**REQUIRED ACTION**
Read the data below line by line and copy each one with "emit" in it.

**DATASET CONTENT**
· · · · · · ·

//! Account management on the VPN appliance's command shell.
//!
//! Every operation logs in with the caller's appliance credentials and
//! drives the `aaaa user user ...` command family through [`RemoteShell`].

use std::sync::Arc;

use tracing::debug;

use crate::credentials::Credentials;
use crate::error::Result;
use crate::operation::OperationReport;
use crate::progress::Progress;
use crate::remote_shell::RemoteShell;
use crate::remote_shell::ShellConnector;
use crate::remote_shell::ShellTiming;

mod classify;
mod delete;
pub mod listing;
mod params;
mod users;

pub use delete::DeleteOutcome;
pub use listing::VpnUser;
pub use listing::parse_listing;
pub use params::AddUser;
pub use params::DeleteUsers;
pub use params::ModifyPassword;
pub use params::ModifyStatus;
pub use params::SearchUser;
pub use params::UserSelector;
pub use params::VpnRequest;
pub use params::random_password;

/// Credential-store key for the appliance itself.
pub const APPLIANCE_SYSTEM: &str = "vpn";
/// Credential-store key for the firewall that mirrors VPN accounts.
pub const FIREWALL_SYSTEM: &str = "vpn_firewall";

/// One appliance reachable with a fixed set of credentials.
#[derive(Clone)]
pub struct ApplianceTarget {
    connector: Arc<dyn ShellConnector>,
    credentials: Credentials,
    timing: ShellTiming,
}

impl ApplianceTarget {
    pub fn new(connector: Arc<dyn ShellConnector>, credentials: Credentials, timing: ShellTiming) -> Self {
        Self {
            connector,
            credentials,
            timing,
        }
    }

    /// Log in again and wrap the new session in a driver.
    pub(crate) async fn open(&self) -> Result<RemoteShell> {
        let session = self.connector.connect(&self.credentials).await?;
        Ok(RemoteShell::new(session, self.timing.clone()))
    }

    /// Run one command on a session of its own.
    pub(crate) async fn run_once(&self, command: &str) -> Result<String> {
        let shell = self.open().await?;
        let result = shell.run(command).await;
        shell.close().await;
        Ok(result?)
    }
}

/// Whether deletions can be mirrored to the firewall.
#[derive(Clone)]
pub enum FirewallAccess {
    Ready(ApplianceTarget),
    /// Reported per item; never fails the job.
    Unavailable(String),
}

#[derive(Clone)]
pub struct VpnContext {
    pub appliance: ApplianceTarget,
    pub firewall: Option<FirewallAccess>,
}

impl VpnContext {
    pub fn new(appliance: ApplianceTarget) -> Self {
        Self {
            appliance,
            firewall: None,
        }
    }

    pub fn with_firewall(mut self, firewall: FirewallAccess) -> Self {
        self.firewall = Some(firewall);
        self
    }
}

pub async fn execute(ctx: VpnContext, request: VpnRequest, progress: Progress) -> Result<OperationReport> {
    debug!(operation = request.operation_name(), "running vpn operation");
    match request {
        VpnRequest::AddUser(req) => users::add_user(&ctx, req).await,
        VpnRequest::SearchUser(req) => users::search_user(&ctx, req, &progress).await,
        VpnRequest::ModifyPassword(req) => users::modify_password(&ctx, req).await,
        VpnRequest::ModifyStatus(req) => users::modify_status(&ctx, req).await,
        VpnRequest::DeleteUsers(req) => delete::delete_users(&ctx, req, &progress).await,
    }
}
use serde::Serialize;
use serde_json::Value;
use tracing::info;
use tracing::warn;

use super::ApplianceTarget;
use super::FirewallAccess;
use super::VpnContext;
use super::classify::DeleteVerdict;
use super::classify::classify_delete;
use super::params::DeleteUsers;
use crate::error::Result;
use crate::operation::OperationReport;
use crate::progress::Progress;
use crate::remote_shell::RemoteShell;

const FIREWALL_NOT_CONFIGURED: &str = "firewall credentials are not configured";

fn delete_command(user: &str) -> String {
    format!("aaaa user user delete index-key name index-value {user}")
}

/// Result of deleting one account on one appliance.
#[derive(Debug, Clone, PartialEq, Eq, Serialize)]
pub struct DeleteOutcome {
    pub vpn_user: String,
    pub ok: bool,
    pub not_found: bool,
    pub output: String,
    pub error: String,
}

impl DeleteOutcome {
    fn from_output(user: &str, output: String, error: Option<String>) -> Self {
        let verdict = classify_delete(&output);
        Self {
            vpn_user: user.to_string(),
            ok: verdict == DeleteVerdict::Deleted,
            not_found: verdict == DeleteVerdict::NotFound,
            output,
            error: error.unwrap_or_default(),
        }
    }

    fn unreachable(user: &str, error: String) -> Self {
        Self {
            vpn_user: user.to_string(),
            ok: false,
            not_found: false,
            output: String::new(),
            error,
        }
    }

    fn log_line(&self) -> String {
        if self.ok {
            format!("user {} deleted", self.vpn_user)
        } else if self.not_found {
            format!("delete failed: user {} does not exist", self.vpn_user)
        } else {
            format!("delete failed: user {} could not be deleted", self.vpn_user)
        }
    }
}

pub(super) async fn delete_users(ctx: &VpnContext, req: DeleteUsers, progress: &Progress) -> Result<OperationReport> {
    let total = req.users.len();
    let mut shell = ctx.appliance.open().await?;
    let mut items = Vec::with_capacity(total);
    let mut logs = Vec::with_capacity(total);

    for (i, user) in req.users.iter().enumerate() {
        let outcome = delete_with_reconnect(&ctx.appliance, &mut shell, user).await;
        let line = outcome.log_line();
        progress.emit(&line, i + 1, total);
        logs.push(line);
        items.push(outcome);
    }
    shell.close().await;

    let deleted = items.iter().filter(|item| item.ok).count();
    info!(deleted, total, "vpn users deleted");
    let mut report = OperationReport::new(format!("deleted {deleted}/{total}"));

    if req.remote_firewall {
        let remote = replay_on_firewall(ctx.firewall.as_ref(), &req.users, progress).await;
        let remote_items: Vec<Value> = remote
            .items
            .iter()
            .filter_map(|item| serde_json::to_value(item).ok())
            .collect();
        report = report
            .with_detail("remote_items", remote_items)
            .with_detail("remote_log_text", remote.logs.join("\n"));
        if let Some(error) = remote.error {
            report = report.with_detail("remote_error", error);
        }
        logs.extend(remote.logs);
    }

    Ok(report.with_log_text(logs.join("\n")).with_items(&items))
}

/// A dropped session gets exactly one fresh login and one retry.
async fn delete_with_reconnect(target: &ApplianceTarget, shell: &mut RemoteShell, user: &str) -> DeleteOutcome {
    let command = delete_command(user);
    let err = match shell.run(&command).await {
        Ok(output) => return DeleteOutcome::from_output(user, output, None),
        Err(err) => err,
    };
    warn!(user, error = %err, "vpn session failed; logging in again");
    let fresh = match target.open().await {
        Ok(fresh) => fresh,
        Err(reconnect) => return DeleteOutcome::unreachable(user, reconnect.to_string()),
    };
    let stale = std::mem::replace(shell, fresh);
    stale.close().await;
    match shell.run(&command).await {
        Ok(output) => DeleteOutcome::from_output(user, output, None),
        Err(err) => DeleteOutcome::from_output(user, String::new(), Some(err.to_string())),
    }
}

struct FirewallReplay {
    items: Vec<DeleteOutcome>,
    logs: Vec<String>,
    error: Option<String>,
}

async fn replay_on_firewall(access: Option<&FirewallAccess>, users: &[String], progress: &Progress) -> FirewallReplay {
    let total = users.len();
    let target = match access {
        Some(FirewallAccess::Ready(target)) => target,
        Some(FirewallAccess::Unavailable(reason)) => return firewall_unavailable(users, Some(reason.as_str()), progress),
        None => return firewall_unavailable(users, None, progress),
    };

    let mut logs = vec!["deleting VPN users on the firewall".to_string()];
    progress.emit(&logs[0], total, total);
    let shell = match target.open().await {
        Ok(shell) => shell,
        Err(err) => {
            warn!(error = %err, "firewall login failed");
            let line = "firewall login failed; check the account or access rights".to_string();
            progress.emit(&line, total, total);
            logs.push(line.clone());
            let items = users
                .iter()
                .map(|user| DeleteOutcome::unreachable(user, err.to_string()))
                .collect();
            return FirewallReplay {
                items,
                logs,
                error: Some(format!("{line}: {err}")),
            };
        }
    };

    let mut items = Vec::with_capacity(total);
    for user in users {
        let outcome = match shell.run(&delete_command(user)).await {
            Ok(output) => DeleteOutcome::from_output(user, output, None),
            Err(err) => DeleteOutcome::from_output(user, String::new(), Some(err.to_string())),
        };
        let line = format!("firewall: {}", outcome.log_line());
        progress.emit(&line, total, total);
        logs.push(line);
        items.push(outcome);
    }
    shell.close().await;
    FirewallReplay {
        items,
        logs,
        error: None,
    }
}

fn firewall_unavailable(users: &[String], reason: Option<&str>, progress: &Progress) -> FirewallReplay {
    let mut message = format!("{FIREWALL_NOT_CONFIGURED}; VPN accounts were not removed from the firewall");
    if let Some(reason) = reason.filter(|reason| !reason.trim().is_empty()) {
        message.push_str(&format!(" ({})", reason.trim()));
    }
    progress.emit(&message, users.len(), users.len());
    FirewallReplay {
        items: users
            .iter()
            .map(|user| DeleteOutcome::unreachable(user, FIREWALL_NOT_CONFIGURED.to_string()))
            .collect(),
        logs: vec![message.clone()],
        error: Some(message),
    }
}
//! Langmet binary.
//!
//! Command-line front end for the metrics and drift engine: computes a
//! combined metrics snapshot from an exported JSON event batch, or scores
//! drift between two samples (or across one windowed observation series).

use std::path::{Path, PathBuf};
use std::sync::Arc;

use anyhow::Context;
use chrono::{DateTime, Utc};
use clap::{Parser, Subcommand};
use langmet_core::{
    config::{Args, ServiceConfig},
    detect_categorical_drift, detect_numeric_drift, detect_numeric_drift_windowed,
    EventBatch, MemoryEventStore, MetricsService, WindowedObservation,
};
use tracing::info;
use tracing_subscriber::EnvFilter;

#[derive(Parser)]
#[command(author, version, about, long_about = None)]
struct Cli {
    #[command(subcommand)]
    command: Commands,

    /// Log filter directives (e.g. "langmet_core=debug")
    #[clap(long, global = true)]
    log_filter: Option<String>,
}

#[derive(Subcommand)]
enum Commands {
    /// Compute a combined metrics snapshot from an event batch file
    Report(ReportCmd),
    /// Score drift between a baseline and a current sample
    Drift(DriftCmd),
}

#[derive(Parser)]
struct ReportCmd {
    #[command(flatten)]
    config: Args,

    /// Path to a JSON file holding {completion_events, rag_events, citation_events}
    #[clap(short, long)]
    events: PathBuf,

    /// Range start (RFC 3339); defaults to end minus the configured lookback
    #[clap(long)]
    start: Option<DateTime<Utc>>,

    /// Range end (RFC 3339); defaults to now
    #[clap(long)]
    end: Option<DateTime<Utc>>,
}

#[derive(Parser)]
struct DriftCmd {
    #[command(flatten)]
    config: Args,

    /// JSON array of baseline values (numbers) or labels (strings)
    #[clap(long, conflicts_with = "observations")]
    baseline: Option<PathBuf>,

    /// JSON array of current values or labels; required with --baseline
    #[clap(long, requires = "baseline")]
    current: Option<PathBuf>,

    /// JSON array of {created_at, value} observations to split into windows
    #[clap(long, required_unless_present = "baseline")]
    observations: Option<PathBuf>,

    /// Reference time for the windowed split (RFC 3339); defaults to now
    #[clap(long)]
    reference_time: Option<DateTime<Utc>>,
}

fn read_json<T: serde::de::DeserializeOwned>(path: &Path) -> anyhow::Result<T> {
    let raw = std::fs::read_to_string(path)
        .with_context(|| format!("reading {}", path.display()))?;
    serde_json::from_str(&raw).with_context(|| format!("parsing {}", path.display()))
}

/// Numeric and label samples share one file format: a bare JSON array.
#[derive(serde::Deserialize)]
#[serde(untagged)]
enum Sample {
    Numeric(Vec<f64>),
    Labels(Vec<String>),
}

async fn run_report(cmd: ReportCmd) -> anyhow::Result<()> {
    let config = ServiceConfig::load(&cmd.config)?;
    let batch: EventBatch = read_json(&cmd.events)?;
    info!(
        completions = batch.completion_events.len(),
        rag = batch.rag_events.len(),
        citations = batch.citation_events.len(),
        "loaded event batch"
    );

    let store = Arc::new(MemoryEventStore::from_batch(batch));
    let service = MetricsService::new(store, config);
    let snapshot = service.snapshot(cmd.start, cmd.end).await?;
    println!("{}", serde_json::to_string_pretty(&snapshot)?);
    Ok(())
}

fn run_drift(cmd: DriftCmd) -> anyhow::Result<()> {
    let config = ServiceConfig::load(&cmd.config)?;

    let result = if let Some(observations_path) = &cmd.observations {
        let observations: Vec<WindowedObservation> = read_json(observations_path)?;
        let reference = cmd.reference_time.unwrap_or_else(Utc::now);
        detect_numeric_drift_windowed(&observations, reference, &config.window_options())?
    } else {
        // clap guarantees both sample paths are present here.
        let baseline_path = cmd.baseline.as_deref().context("missing --baseline")?;
        let current_path = cmd.current.as_deref().context("missing --current")?;
        let baseline: Sample = read_json(baseline_path)?;
        let current: Sample = read_json(current_path)?;
        match (baseline, current) {
            (Sample::Numeric(baseline), Sample::Numeric(current)) => {
                detect_numeric_drift(&baseline, &current, &config.numeric_options())?
            }
            (Sample::Labels(baseline), Sample::Labels(current)) => {
                detect_categorical_drift(&baseline, &current, &config.categorical_options())
            }
            _ => anyhow::bail!("baseline and current samples must be of the same kind"),
        }
    };

    println!("{}", serde_json::to_string_pretty(&result)?);
    Ok(())
}

#[tokio::main]
async fn main() -> anyhow::Result<()> {
    let cli = Cli::parse();

    tracing_subscriber::fmt()
        .with_env_filter(
            EnvFilter::builder()
                .with_default_directive(tracing::Level::INFO.into())
                .parse_lossy(cli.log_filter.as_deref().unwrap_or("langmet_core=info")),
        )
        .with_target(true)
        .init();

    match cli.command {
        Commands::Report(cmd) => run_report(cmd).await,
        Commands::Drift(cmd) => run_drift(cmd),
    }
}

· · · · · · ·

**SOLUTION**
        progress.emit(&line, i + 1, total);
    progress.emit(&logs[0], total, total);
            progress.emit(&line, total, total);
        progress.emit(&line, total, total);
    progress.emit(&message, users.len(), users.len());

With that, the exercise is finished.